The question then became, could such a small number of dopamine neurons actually be responsible for this robust improvement in Parkinsonian behaviors? We thought about this for a while and upon further analysis found that the neural stem cells were actually providing neuroprotection on their own through multiple mechanisms, but not likely through direct cell replacement.
At the same time, our collaborators on this project were diligently investigating a protein called GDNF that was known to protect and rescue dopamine neurons in the same model of Parkinson's disease. Shortly after our 2007 paper came out, they published an article demonstrating that GDNF could actually guide and protect fetal dopamine neurons that had been transplanted into the brain.

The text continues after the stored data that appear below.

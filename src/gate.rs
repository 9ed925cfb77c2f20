//! Route access gate.
//!
//! Runs in front of every request and decides whether a page navigation may go
//! through or must be redirected. The decision only looks at the path and the
//! `token` / `role` cookies; it never validates the token itself. Signature and
//! expiry checks belong to the API extractors in [`crate::auth`].

use axum::{
    extract::Request,
    middleware::Next,
    response::{IntoResponse, Redirect, Response},
};
use axum_extra::extract::cookie::CookieJar;
use percent_encoding::percent_decode_str;

use crate::{error::ApiError, session};

/// Paths that are never gated, matched by prefix.
const PASSTHROUGH_PREFIXES: &[&str] = &[
    "/api/",
    "/_next/",
    "/static/",
    "/assets/",
    "/public/",
    "/swagger-ui/",
    "/api-docs/",
];

/// Paths that are never gated, matched exactly.
const PASSTHROUGH_EXACT: &[&str] = &["/api", "/favicon.ico", "/ping", "/swagger-ui", "/api-docs"];

const ADMIN_ROLE: &str = "admin";

/// RouteClass
///
/// Category of a request path, derived from prefix matching only.
#[derive(Debug, Clone, Copy, PartialEq, Eq)]
pub enum RouteClass {
    /// Static files, API and documentation endpoints.
    Asset,
    /// `/login` and `/register`.
    AuthPage,
    /// Anything starting with `/admin`.
    Admin,
    /// Anything starting with `/dashboard`.
    Dashboard,
    /// Everything else, including `/`.
    Public,
}

/// Credentials
///
/// What the gate knows about the caller: whether a token cookie is present and
/// the normalized role label.
#[derive(Debug, Clone, Default, PartialEq, Eq)]
pub struct Credentials {
    pub token: Option<String>,
    pub role: Option<String>,
}

impl Credentials {
    /// Builds credentials from raw cookie values. Blank values are treated as absent
    /// and the role is lowercased.
    pub fn from_cookies(token: Option<&str>, role: Option<&str>) -> Self {
        fn clean(v: Option<&str>) -> Option<&str> {
            v.map(str::trim).filter(|v| !v.is_empty())
        }
        Self {
            token: clean(token).map(str::to_string),
            role: clean(role).map(str::to_lowercase),
        }
    }

    pub fn from_jar(jar: &CookieJar) -> Self {
        Self::from_cookies(
            session::read_token(jar).as_deref(),
            session::read_role(jar).as_deref(),
        )
    }

    pub fn is_authenticated(&self) -> bool {
        self.token.is_some()
    }

    pub fn is_admin(&self) -> bool {
        self.role.as_deref() == Some(ADMIN_ROLE)
    }

    /// Landing page for an authenticated caller.
    fn home(&self) -> RedirectTarget {
        if self.is_admin() {
            RedirectTarget::Admin
        } else {
            RedirectTarget::Dashboard
        }
    }
}

/// RedirectTarget
#[derive(Debug, Clone, Copy, PartialEq, Eq)]
pub enum RedirectTarget {
    Login,
    Dashboard,
    Admin,
}

impl RedirectTarget {
    pub fn path(self) -> &'static str {
        match self {
            Self::Login => "/login",
            Self::Dashboard => "/dashboard",
            Self::Admin => "/admin",
        }
    }
}

/// GateDecision
#[derive(Debug, Clone, Copy, PartialEq, Eq)]
pub enum GateDecision {
    Allow,
    Redirect(RedirectTarget),
}

/// normalize_path
///
/// Reduces a raw request path to the form the file host resolves: percent-decoded,
/// repeated `/` collapsed, `.` segments dropped and `..` applied. Returns `None`
/// when the decoded bytes are not UTF-8.
///
/// `/%61dmin.html`, `//admin.html` and `/./admin.html` all become `/admin.html`.
pub fn normalize_path(raw: &str) -> Option<String> {
    let decoded = percent_decode_str(raw).decode_utf8().ok()?;

    let mut segments: Vec<&str> = Vec::new();
    for segment in decoded.split('/') {
        match segment {
            "" | "." => {}
            ".." => {
                segments.pop();
            }
            segment => segments.push(segment),
        }
    }

    Some(format!("/{}", segments.join("/")))
}

/// classify
///
/// Maps a request path to its [`RouteClass`]. `/admin` and `/dashboard` are plain
/// prefix matches, so `/dashboard/settings` is a dashboard route.
pub fn classify(path: &str) -> RouteClass {
    if PASSTHROUGH_EXACT.contains(&path)
        || PASSTHROUGH_PREFIXES
            .iter()
            .any(|prefix| path.starts_with(prefix))
    {
        RouteClass::Asset
    } else if path == "/login" || path == "/register" {
        RouteClass::AuthPage
    } else if path.starts_with("/admin") {
        RouteClass::Admin
    } else if path.starts_with("/dashboard") {
        RouteClass::Dashboard
    } else {
        RouteClass::Public
    }
}

/// decide
///
/// The gate's decision table, evaluated in order:
///
/// 1. asset/internal paths are allowed;
/// 2. an authenticated caller on `/login` or `/register` is sent home
///    (`/admin` for admins, `/dashboard` otherwise);
/// 3. `/admin*` without a token goes to `/login`;
/// 4. `/admin*` for a non-admin goes to `/dashboard`;
/// 5. `/admin*` for an admin is allowed;
/// 6. `/dashboard*` without a token goes to `/login`;
/// 7. everything else is allowed.
pub fn decide(path: &str, credentials: &Credentials) -> GateDecision {
    match classify(path) {
        RouteClass::Asset => GateDecision::Allow,
        RouteClass::AuthPage if credentials.is_authenticated() => {
            GateDecision::Redirect(credentials.home())
        }
        RouteClass::Admin if !credentials.is_authenticated() => {
            GateDecision::Redirect(RedirectTarget::Login)
        }
        RouteClass::Admin if !credentials.is_admin() => {
            GateDecision::Redirect(RedirectTarget::Dashboard)
        }
        RouteClass::Dashboard if !credentials.is_authenticated() => {
            GateDecision::Redirect(RedirectTarget::Login)
        }
        _ => GateDecision::Allow,
    }
}

/// page_gate
///
/// Axum middleware wrapping [`decide`]. The decision is taken on the normalized
/// path, the request itself continues down the stack untouched. Redirects are
/// answered with `307 Temporary Redirect`, undecodable paths with 400.
pub async fn page_gate(jar: CookieJar, request: Request, next: Next) -> Response {
    let credentials = Credentials::from_jar(&jar);
    let Some(path) = normalize_path(request.uri().path()) else {
        tracing::debug!(raw = %request.uri().path(), "gate rejected undecodable path");
        return ApiError::BadRequest("Invalid request path".to_string()).into_response();
    };

    match decide(&path, &credentials) {
        GateDecision::Allow => next.run(request).await,
        GateDecision::Redirect(target) => {
            tracing::debug!(
                path = %path,
                authenticated = credentials.is_authenticated(),
                target = target.path(),
                "gate redirect"
            );
            Redirect::temporary(target.path()).into_response()
        }
    }
}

I distinctly remember my collaborator showing me this data for the first time and being very excited. We were discussing how our surgeries had gone earlier that day and any troubleshooting tactics we might need to employ the next day. As with many quality scientific discussions, we were enjoying an evening cocktail when we came up with the idea: Why not combine the two strategies and see if we could enhance the benefit seen from the neural stem cell treatment alone?
We hypothesized that adding GDNF to the experiment exactly the same way it had been used with fetal dopamine neurons would 1) enhance survival of the neural stem cell grafts, 2) increase the number of neural stem cells that matured into dopamine neurons, and 3) direct the outgrowth of fibers from these newly formed neurons into the area of the brain where they need to release dopamine to alleviate the behavioral deficits.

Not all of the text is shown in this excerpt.